Des conséquences de l’accession immobilière différée en cas de démembrement de propriété

Dans un arrêt publié au Bulletin rendu le 13 avril 2023, la troisième chambre civile de la Cour de cassation est venue tirer les conséquences du caractère différé de l’accession immobilière sur l’action en garantie décennale engagée par le nu-propriétaire d’un fond.

En l’espèce, l’usufruitier d’un terrain dont la nue-propriété était détenue par une société civile immobilière a confié seul la réalisation de travaux de construction d’une piscine sur ce même terrain à deux sociétés. Se plaignant de désordres après réception de l’ouvrage, la société civile immobilière a assigné les constructeurs et leurs assureurs en indemnisation sur le fondement de la garantie décennale des constructeurs prévue à l’article 1792 du code civil.

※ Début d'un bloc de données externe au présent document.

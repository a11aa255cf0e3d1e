//! Per-difficulty top-10 score table, persisted as JSON under `saves/`.
//!
//! Persistence is deliberately forgiving: a missing or corrupt file loads
//! as an empty table, and a failed write is logged and dropped. Nothing
//! here may block gameplay.

use crate::difficulty::Difficulty;
use serde::{Deserialize, Serialize};
use std::fs;
use std::path::PathBuf;

pub const MAX_SCORES: usize = 10;
pub const MAX_NAME_LEN: usize = 15;

#[derive(Debug, Clone, PartialEq, Eq, Serialize, Deserialize)]
pub struct ScoreEntry {
    pub name: String,
    pub score: u32,
}

/// Keep only the characters the name input accepts (alphanumeric and
/// space), bounded to `MAX_NAME_LEN`, with surrounding whitespace removed.
pub fn sanitize_name(raw: &str) -> String {
    raw.chars()
        .filter(|c| c.is_alphanumeric() || *c == ' ')
        .take(MAX_NAME_LEN)
        .collect::<String>()
        .trim()
        .to_string()
}

pub struct Leaderboard {
    difficulty: Difficulty,
    saves_dir: PathBuf,
    scores: Vec<ScoreEntry>,
}

impl Leaderboard {
    pub fn load(difficulty: Difficulty) -> Self {
        Self::load_from_dir("saves", difficulty)
    }

    /// Load from an explicit directory; tests point this at a temp dir.
    pub fn load_from_dir(saves_dir: impl Into<PathBuf>, difficulty: Difficulty) -> Self {
        let mut board = Self {
            difficulty,
            saves_dir: saves_dir.into(),
            scores: Vec::new(),
        };

        let path = board.file_path();
        if !path.exists() {
            return board;
        }

        match fs::read_to_string(&path)
            .map_err(|e| format!("Failed to read {}: {e}", path.display()))
            .and_then(|raw| {
                serde_json::from_str::<Vec<ScoreEntry>>(&raw)
                    .map_err(|e| format!("Failed to parse {}: {e}", path.display()))
            }) {
            Ok(scores) => {
                board.scores = scores;
                // Repair files edited by hand so in-memory ordering holds.
                board.scores.sort_by(|a, b| b.score.cmp(&a.score));
                board.scores.truncate(MAX_SCORES);
            }
            Err(err) => {
                log::warn!("Leaderboard load failed, starting empty: {err}");
            }
        }
        board
    }

    fn file_path(&self) -> PathBuf {
        self.saves_dir
            .join(format!("leaderboard_{}.json", self.difficulty.index()))
    }

    /// True when the table has room, or the score beats the 10th place.
    pub fn is_high_score(&self, score: u32) -> bool {
        if self.scores.len() < MAX_SCORES {
            return true;
        }
        score > self.scores[self.scores.len() - 1].score
    }

    /// Insert, re-sort descending (stable, so earlier entries win ties),
    /// truncate to the top 10, and persist.
    pub fn add_score(&mut self, name: &str, score: u32) {
        self.scores.push(ScoreEntry {
            name: sanitize_name(name),
            score,
        });
        self.scores.sort_by(|a, b| b.score.cmp(&a.score));
        self.scores.truncate(MAX_SCORES);
        self.save();
    }

    fn save(&self) {
        if let Err(err) = fs::create_dir_all(&self.saves_dir) {
            log::error!(
                "Failed to create saves dir {}: {err}",
                self.saves_dir.display()
            );
            return;
        }

        let path = self.file_path();
        match serde_json::to_string_pretty(&self.scores) {
            Ok(json) => {
                if let Err(err) = fs::write(&path, json) {
                    log::error!("Failed to save leaderboard {}: {err}", path.display());
                }
            }
            Err(err) => {
                log::error!("Failed to serialize leaderboard: {err}");
            }
        }
    }

    pub fn scores(&self) -> &[ScoreEntry] {
        &self.scores
    }

    pub fn highest_score(&self) -> u32 {
        self.scores.first().map(|entry| entry.score).unwrap_or(0)
    }

    pub fn difficulty(&self) -> Difficulty {
        self.difficulty
    }
}

#[cfg(test)]
mod tests {
    use super::*;
    use std::time::{SystemTime, UNIX_EPOCH};

    fn temp_saves_dir(name_hint: &str) -> PathBuf {
        let nanos = SystemTime::now()
            .duration_since(UNIX_EPOCH)
            .expect("system time before unix epoch")
            .as_nanos();
        std::env::temp_dir().join(format!(
            "snake_leaderboard_test_{}_{}_{}",
            name_hint,
            std::process::id(),
            nanos
        ))
    }

    #[test]
    fn missing_file_loads_as_empty_table() {
        let board = Leaderboard::load_from_dir(temp_saves_dir("missing"), Difficulty::Medium);
        assert!(board.scores().is_empty());
        assert_eq!(board.highest_score(), 0);
    }

    #[test]
    fn corrupt_file_loads_as_empty_table() {
        let dir = temp_saves_dir("corrupt");
        fs::create_dir_all(&dir).expect("create temp dir");
        fs::write(dir.join("leaderboard_1.json"), "not json {{{").expect("write temp file");

        let board = Leaderboard::load_from_dir(&dir, Difficulty::Medium);
        assert!(board.scores().is_empty());

        let _ = fs::remove_dir_all(dir);
    }

    #[test]
    fn scores_round_trip_through_disk() {
        let dir = temp_saves_dir("roundtrip");
        let mut board = Leaderboard::load_from_dir(&dir, Difficulty::Hard);
        board.add_score("AAA", 42);
        board.add_score("BBB", 17);

        let reloaded = Leaderboard::load_from_dir(&dir, Difficulty::Hard);
        assert_eq!(reloaded.scores(), board.scores());
        assert_eq!(reloaded.highest_score(), 42);

        let _ = fs::remove_dir_all(dir);
    }

    #[test]
    fn tables_are_keyed_by_difficulty() {
        let dir = temp_saves_dir("keyed");
        let mut easy = Leaderboard::load_from_dir(&dir, Difficulty::Easy);
        easy.add_score("AAA", 5);

        let hard = Leaderboard::load_from_dir(&dir, Difficulty::Hard);
        assert!(hard.scores().is_empty());

        let _ = fs::remove_dir_all(dir);
    }

    #[test]
    fn eleven_inserts_keep_only_the_top_ten_descending() {
        let dir = temp_saves_dir("trim");
        let mut board = Leaderboard::load_from_dir(&dir, Difficulty::Medium);
        for score in [3, 25, 7, 19, 1, 42, 11, 30, 8, 16, 5] {
            board.add_score("P", score);
        }

        assert_eq!(board.scores().len(), MAX_SCORES);
        let values: Vec<u32> = board.scores().iter().map(|entry| entry.score).collect();
        assert_eq!(values, vec![42, 30, 25, 19, 16, 11, 8, 7, 5, 3]);

        let _ = fs::remove_dir_all(dir);
    }

    #[test]
    fn is_high_score_compares_against_tenth_place_only() {
        let dir = temp_saves_dir("tenth");
        let mut board = Leaderboard::load_from_dir(&dir, Difficulty::Medium);

        // Any score qualifies while the table has room.
        board.add_score("AAA", 42);
        assert!(board.is_high_score(10));
        assert!(board.is_high_score(0));

        for score in 1..=9 {
            board.add_score("P", score * 10);
        }
        assert_eq!(board.scores().len(), MAX_SCORES);

        // 10th place is now 10; ties do not qualify.
        assert_eq!(board.scores()[9].score, 10);
        assert!(!board.is_high_score(10));
        assert!(!board.is_high_score(3));
        assert!(board.is_high_score(11));

        let _ = fs::remove_dir_all(dir);
    }

    #[test]
    fn ties_keep_insertion_order() {
        let dir = temp_saves_dir("ties");
        let mut board = Leaderboard::load_from_dir(&dir, Difficulty::Medium);
        board.add_score("first", 7);
        board.add_score("second", 7);
        assert_eq!(board.scores()[0].name, "first");
        assert_eq!(board.scores()[1].name, "second");

        let _ = fs::remove_dir_all(dir);
    }

    #[test]
    fn names_are_sanitized_on_insert() {
        let dir = temp_saves_dir("names");
        let mut board = Leaderboard::load_from_dir(&dir, Difficulty::Medium);
        board.add_score("  A!B@C#1 2_3 this name is far too long  ", 1);
        let name = &board.scores()[0].name;
        assert!(name.len() <= MAX_NAME_LEN);
        assert!(name.chars().all(|c| c.is_alphanumeric() || c == ' '));

        let _ = fs::remove_dir_all(dir);
    }

    #[test]
    fn sanitize_name_filters_and_bounds() {
        assert_eq!(sanitize_name("AAA"), "AAA");
        assert_eq!(sanitize_name("a-b_c!"), "abc");
        assert_eq!(sanitize_name("  padded  "), "padded");
        assert_eq!(sanitize_name("0123456789abcdefghij").len(), MAX_NAME_LEN);
        assert_eq!(sanitize_name("!!!"), "");
    }
}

Bien que les travaux aient été commandés et payés par l’usufruitier, elle estimait en effet être devenue propriétaire de l’ouvrage par accession et être, de fait, dotée d’un intérêt à agir en justice. La cour d’appel de Douai a néanmoins décidé le contraire et a ainsi déclaré la société civile immobilière irrecevable en son action.

La question posée aux magistrats du quai de l’horloge était donc de savoir à quel moment opère le droit d’accession du nu-propriétaire du fonds sur lequel l’usufruitier édifie une construction nouvelle. La réponse à cette question permettait, en effet, de déterminer l’existence ou non de l’intérêt à agir en justice de la société civile immobilière dans cette affaire dès lors que celui-ci découle de la qualité de propriétaire de l’ouvrage affecté des désordres conformément à l’article 1792 du code civil.

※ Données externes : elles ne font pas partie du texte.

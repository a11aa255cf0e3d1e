//! Difficulty tiers select the speed envelope of a play session.
//! Tiers change pacing only -- they NEVER change movement or collision rules.

#[derive(Debug, Default, Clone, Copy, PartialEq, Eq, Hash)]
pub enum Difficulty {
    Easy,
    #[default]
    Medium,
    Hard,
    Impossible,
}

impl Difficulty {
    /// All tiers in menu order.
    pub const ALL: &'static [Difficulty] = &[
        Difficulty::Easy,
        Difficulty::Medium,
        Difficulty::Hard,
        Difficulty::Impossible,
    ];

    /// Tier by menu index (0-3); out-of-range input falls back to Medium.
    pub fn from_index(index: usize) -> Self {
        Self::ALL.get(index).copied().unwrap_or_default()
    }

    pub fn index(self) -> usize {
        match self {
            Self::Easy => 0,
            Self::Medium => 1,
            Self::Hard => 2,
            Self::Impossible => 3,
        }
    }

    /// Steps per second at score zero.
    pub fn base_speed(self) -> f64 {
        match self {
            Self::Easy => 5.0,
            Self::Medium => 7.0,
            Self::Hard => 9.0,
            Self::Impossible => 12.0,
        }
    }

    /// Speed ceiling the score-driven ramp is clamped to.
    pub fn max_speed(self) -> f64 {
        match self {
            Self::Easy => 9.0,
            Self::Medium => 12.0,
            Self::Hard => 17.0,
            Self::Impossible => 25.0,
        }
    }

    /// Short human-readable label for menus and the leaderboard title.
    pub fn label(self) -> &'static str {
        match self {
            Self::Easy => "Easy",
            Self::Medium => "Medium",
            Self::Hard => "Hard",
            Self::Impossible => "Impossible",
        }
    }
}

impl std::fmt::Display for Difficulty {
    fn fmt(&self, f: &mut std::fmt::Formatter<'_>) -> std::fmt::Result {
        f.write_str(self.label())
    }
}
use std::sync::Arc;
use winit::window::Window;

pub struct GpuContext {
    pub surface: wgpu::Surface<'static>,
    pub device: wgpu::Device,
    pub queue: wgpu::Queue,
    pub config: wgpu::SurfaceConfiguration,
    pub surface_format: wgpu::TextureFormat,
    pub size: (u32, u32),
}

impl GpuContext {
    pub fn new(window: Arc<Window>) -> Self {
        let size = window.inner_size();
        let instance = wgpu::Instance::new(&wgpu::InstanceDescriptor {
            backends: wgpu::Backends::PRIMARY,
            ..Default::default()
        });

        let surface = instance
            .create_surface(window)
            .expect("Failed to create surface");

        let adapter = pollster::block_on(instance.request_adapter(&wgpu::RequestAdapterOptions {
            power_preference: wgpu::PowerPreference::LowPower,
            compatible_surface: Some(&surface),
            force_fallback_adapter: false,
        }))
        .expect("Failed to find a suitable GPU adapter");

        log::info!("GPU adapter: {:?}", adapter.get_info().name);

        let (device, queue) = pollster::block_on(adapter.request_device(
            &wgpu::DeviceDescriptor {
                label: Some("Snake Device"),
                required_features: wgpu::Features::empty(),
                required_limits: wgpu::Limits::default(),
                ..Default::default()
            },
            None,
        ))
        .expect("Failed to create device");

        let surface_caps = surface.get_capabilities(&adapter);
        let surface_format = surface_caps
            .formats
            .iter()
            .find(|f| f.is_srgb())
            .copied()
            .unwrap_or(surface_caps.formats[0]);

        let config = wgpu::SurfaceConfiguration {
            usage: wgpu::TextureUsages::RENDER_ATTACHMENT,
            format: surface_format,
            width: size.width.max(1),
            height: size.height.max(1),
            present_mode: wgpu::PresentMode::Fifo,
            alpha_mode: surface_caps.alpha_modes[0],
            view_formats: vec![],
            desired_maximum_frame_latency: 2,
        };
        surface.configure(&device, &config);

        Self {
            surface,
            device,
            queue,
            config,
            surface_format,
            size: (size.width, size.height),
        }
    }

    pub fn resize(&mut self, width: u32, height: u32) {
        if width == 0 || height == 0 {
            return;
        }
        self.size = (width, height);
        self.config.width = width;
        self.config.height = height;
        self.surface.configure(&self.device, &self.config);
    }

    pub fn begin_frame(&self) -> Option<(wgpu::SurfaceTexture, wgpu::TextureView)> {
        let output = match self.surface.get_current_texture() {
            Ok(tex) => tex,
            Err(wgpu::SurfaceError::Lost) => {
                self.surface.configure(&self.device, &self.config);
                return None;
            }
            Err(wgpu::SurfaceError::OutOfMemory) => {
                log::error!("GPU out of memory");
                return None;
            }
            Err(e) => {
                log::warn!("Surface error: {:?}", e);
                return None;
            }
        };
        let view = output
            .texture
            .create_view(&wgpu::TextureViewDescriptor::default());
        Some((output, view))
    }
}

L’article 546 du code civil traite du droit d’accession, lequel peut être défini de la manière suivante : tout ce qui s’unit et s’incorpore à la chose appartient à son propriétaire. En matière immobilière, l’article 552 du même code dispose à ce titre que « la propriété du sol emporte la propriété du dessus et du dessous ». Le jeu de l’accession immobilière par incorporation conduit ainsi le propriétaire du fond sur lequel ont été édifiées des constructions nouvelles par un tiers à en acquérir la propriété. Si cette application du principe selon lequel « l’accessoire suit le principal » semble assez simple à mettre en œuvre lorsque le fond n’a fait l’objet d’aucun démembrement de propriété, le législateur n’a pas pris la peine de préciser le mécanisme de l’accession lorsque les constructions ont été édifiées par l’usufruitier sur un terrain démembré. Dans une telle situation, le nu-propriétaire acquiert-il automatiquement la propriété de la construction faite sur son fond ?

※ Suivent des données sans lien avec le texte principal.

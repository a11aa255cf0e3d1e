//! GPU texture upload. Sprites are low-resolution pixel art, so sampling
//! is nearest-neighbor; decode failures are surfaced to the caller, which
//! substitutes a solid-color placeholder instead of aborting.

pub struct Texture {
    pub texture: wgpu::Texture,
    pub view: wgpu::TextureView,
    pub sampler: wgpu::Sampler,
    pub size: (u32, u32),
}

impl Texture {
    /// Decode an encoded image (PNG) and upload it.
    pub fn from_bytes(
        device: &wgpu::Device,
        queue: &wgpu::Queue,
        bytes: &[u8],
        label: &str,
    ) -> Result<Self, String> {
        let img = image::load_from_memory(bytes)
            .map_err(|e| format!("Failed to decode image '{label}': {e}"))?;
        let rgba = img.to_rgba8();
        let (width, height) = rgba.dimensions();
        Ok(Self::from_rgba8(device, queue, &rgba, width, height, label))
    }

    /// Upload raw RGBA8 pixels. Also used for the 1x1 placeholder and the
    /// white texture behind untextured quads.
    pub fn from_rgba8(
        device: &wgpu::Device,
        queue: &wgpu::Queue,
        pixels: &[u8],
        width: u32,
        height: u32,
        label: &str,
    ) -> Self {
        let size = wgpu::Extent3d {
            width,
            height,
            depth_or_array_layers: 1,
        };
        let texture = device.create_texture(&wgpu::TextureDescriptor {
            label: Some(label),
            size,
            mip_level_count: 1,
            sample_count: 1,
            dimension: wgpu::TextureDimension::D2,
            format: wgpu::TextureFormat::Rgba8UnormSrgb,
            usage: wgpu::TextureUsages::TEXTURE_BINDING | wgpu::TextureUsages::COPY_DST,
            view_formats: &[],
        });

        queue.write_texture(
            wgpu::TexelCopyTextureInfo {
                texture: &texture,
                mip_level: 0,
                origin: wgpu::Origin3d::ZERO,
                aspect: wgpu::TextureAspect::All,
            },
            pixels,
            wgpu::TexelCopyBufferLayout {
                offset: 0,
                bytes_per_row: Some(4 * width),
                rows_per_image: Some(height),
            },
            size,
        );

        let view = texture.create_view(&wgpu::TextureViewDescriptor::default());
        let sampler = device.create_sampler(&wgpu::SamplerDescriptor {
            label: Some(label),
            address_mode_u: wgpu::AddressMode::ClampToEdge,
            address_mode_v: wgpu::AddressMode::ClampToEdge,
            address_mode_w: wgpu::AddressMode::ClampToEdge,
            mag_filter: wgpu::FilterMode::Nearest,
            min_filter: wgpu::FilterMode::Nearest,
            mipmap_filter: wgpu::FilterMode::Nearest,
            ..Default::default()
        });

        Self {
            texture,
            view,
            sampler,
            size: (width, height),
        }
    }
}
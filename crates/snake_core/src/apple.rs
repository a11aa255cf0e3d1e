//! Apple placement: uniform choice among cells the snake does not occupy.

use crate::grid::Cell;
use rand::Rng;
use std::collections::HashSet;

pub struct Apple {
    position: Cell,
    board_size: i32,
}

impl Apple {
    /// Fresh apple at the session start position, opposite the snake.
    pub fn new(board_size: i32) -> Self {
        Self {
            position: Cell::new(board_size - board_size / 4, board_size / 2),
            board_size,
        }
    }

    /// Apple pinned to a specific cell; used by tests to script eats.
    pub fn at(position: Cell, board_size: i32) -> Self {
        Self {
            position,
            board_size,
        }
    }

    pub fn position(&self) -> Cell {
        self.position
    }

    pub fn is_eaten(&self, snake_head: Cell) -> bool {
        self.position == snake_head
    }

    /// Move the apple to a uniformly random free cell. The full-board
    /// case (snake everywhere) is an accepted non-goal; the apple then
    /// stays where it was.
    pub fn place(&mut self, occupied: &[Cell], rng: &mut impl Rng) {
        let taken: HashSet<Cell> = occupied.iter().copied().collect();

        let mut free = Vec::with_capacity((self.board_size * self.board_size) as usize);
        for x in 0..self.board_size {
            for y in 0..self.board_size {
                let cell = Cell::new(x, y);
                if !taken.contains(&cell) {
                    free.push(cell);
                }
            }
        }

        if free.is_empty() {
            log::warn!("No free cell left for the apple; board is full");
            return;
        }
        self.position = free[rng.gen_range(0..free.len())];
    }
}
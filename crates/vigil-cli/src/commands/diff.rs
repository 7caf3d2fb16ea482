//! `vigil diff`

use std::path::PathBuf;

use anyhow::Context;
use clap::Args;
use vigil_core::compute_change_set;
use vigil_core::diff::render_human_summary;
use vigil_store::snapshot::load_snapshot_file;

#[derive(Debug, Args)]
pub struct DiffArgs {
    /// Earlier snapshot document
    pub previous: PathBuf,
    /// Later snapshot document
    pub current: PathBuf,
    /// Print the change set as JSON
    #[arg(long)]
    pub json: bool,
}

pub fn execute(args: DiffArgs) -> anyhow::Result<()> {
    let previous = load_snapshot_file(&args.previous)?;
    let current = load_snapshot_file(&args.current)?;
    let change_set = compute_change_set(Some(&previous), &current)?;

    if args.json {
        let text = serde_json::to_string_pretty(&change_set)
            .context("Failed to serialize the change set")?;
        println!("{text}");
    } else {
        print!("{}", render_human_summary(&change_set));
    }
    Ok(())
}
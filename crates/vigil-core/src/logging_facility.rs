//! Structured logging facility for vigil
//!
//! This module provides:
//! - Single initialization point via `init(profile)`
//! - Structured logging macros (`log_op_start!`, `log_op_end!`, `log_op_error!`)
//! - Test capture mode for deterministic assertions
//!
//! # Usage
//!
//! ```rust
//! use vigil_core::logging_facility::{init, Profile};
//!
//! // Initialize once at application startup
//! init(Profile::Development);
//! ```

pub mod init;
pub mod macros;
pub mod test_capture;

pub use init::{init, Profile};
pub use test_capture::{init_test_capture, CapturedEvent, TestCapture};
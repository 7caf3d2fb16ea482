//! Core types shared across vigil facilities
//!
//! This crate provides foundational types used by the error, logging and
//! pipeline facilities:
//!
//! - **Correlation types**: CycleId for tying log lines to one pipeline pass
//! - **Sensitive data**: Sensitive<T> marker for automatic redaction
//! - **Schema constants**: Canonical field keys and event names

pub mod correlation;
pub mod schema;
pub mod sensitive;

pub use correlation::CycleId;
pub use sensitive::Sensitive;
//! SnapshotStore
//!
//! Reads the status document, checks its format version, converts it into a
//! validated [`vigil_core::Snapshot`] and stamps it with a content digest.

pub mod digest;
pub mod format_v1;
pub mod loader;

pub use digest::content_digest;
pub use format_v1::SUPPORTED_FORMAT_VERSION;
pub use loader::{load_snapshot_file, parse_snapshot_bytes, SnapshotStore};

La Cour de cassation a déjà eu l’occasion de se prononcer sur cette question. Dans un arrêt en date du 19 septembre 2012, elle a effet jugé que le nu-propriétaire du sol n’entrera en possession des constructions qu’à l’extinction de l’usufruit, c’est-à-dire lorsqu’il recouvrera la pleine propriété, l’accession n’opérant pas immédiatement à son profit (Cass. Civ. 3ème, 19 septembre 2012, n°11-15.460).

Dans sa décision rendue le 13 avril dernier, la Cour de cassation confirme sa jurisprudence antérieure en indiquant que « le droit d’accession du nu-propriétaire du fonds sur lequel l’usufruitier édifie une construction nouvelle est régi, en l’absence de convention réglant le sort de cette construction, par l’article 555 du même code et n’opère, ainsi, qu’à la fin de l’usufruit ». Le démembrement de propriété n’ayant pas pris fin en l’espèce, il en résulte que la société civile immobilière n’était pas, au moment de l’introduction de l’instance, propriétaire de la piscine affectée des désordres. La Cour en a logiquement déduit que la société civile immobilière n’avait pas qualité à exercer l’action en garantie décennale que la loi attache à la propriété de l’ouvrage.

Cette décision met ainsi en exergue les conséquences de l’accession différée pour le nu-propriétaire d’un terrain sur lequel l’usufruitier édifierait des constructions.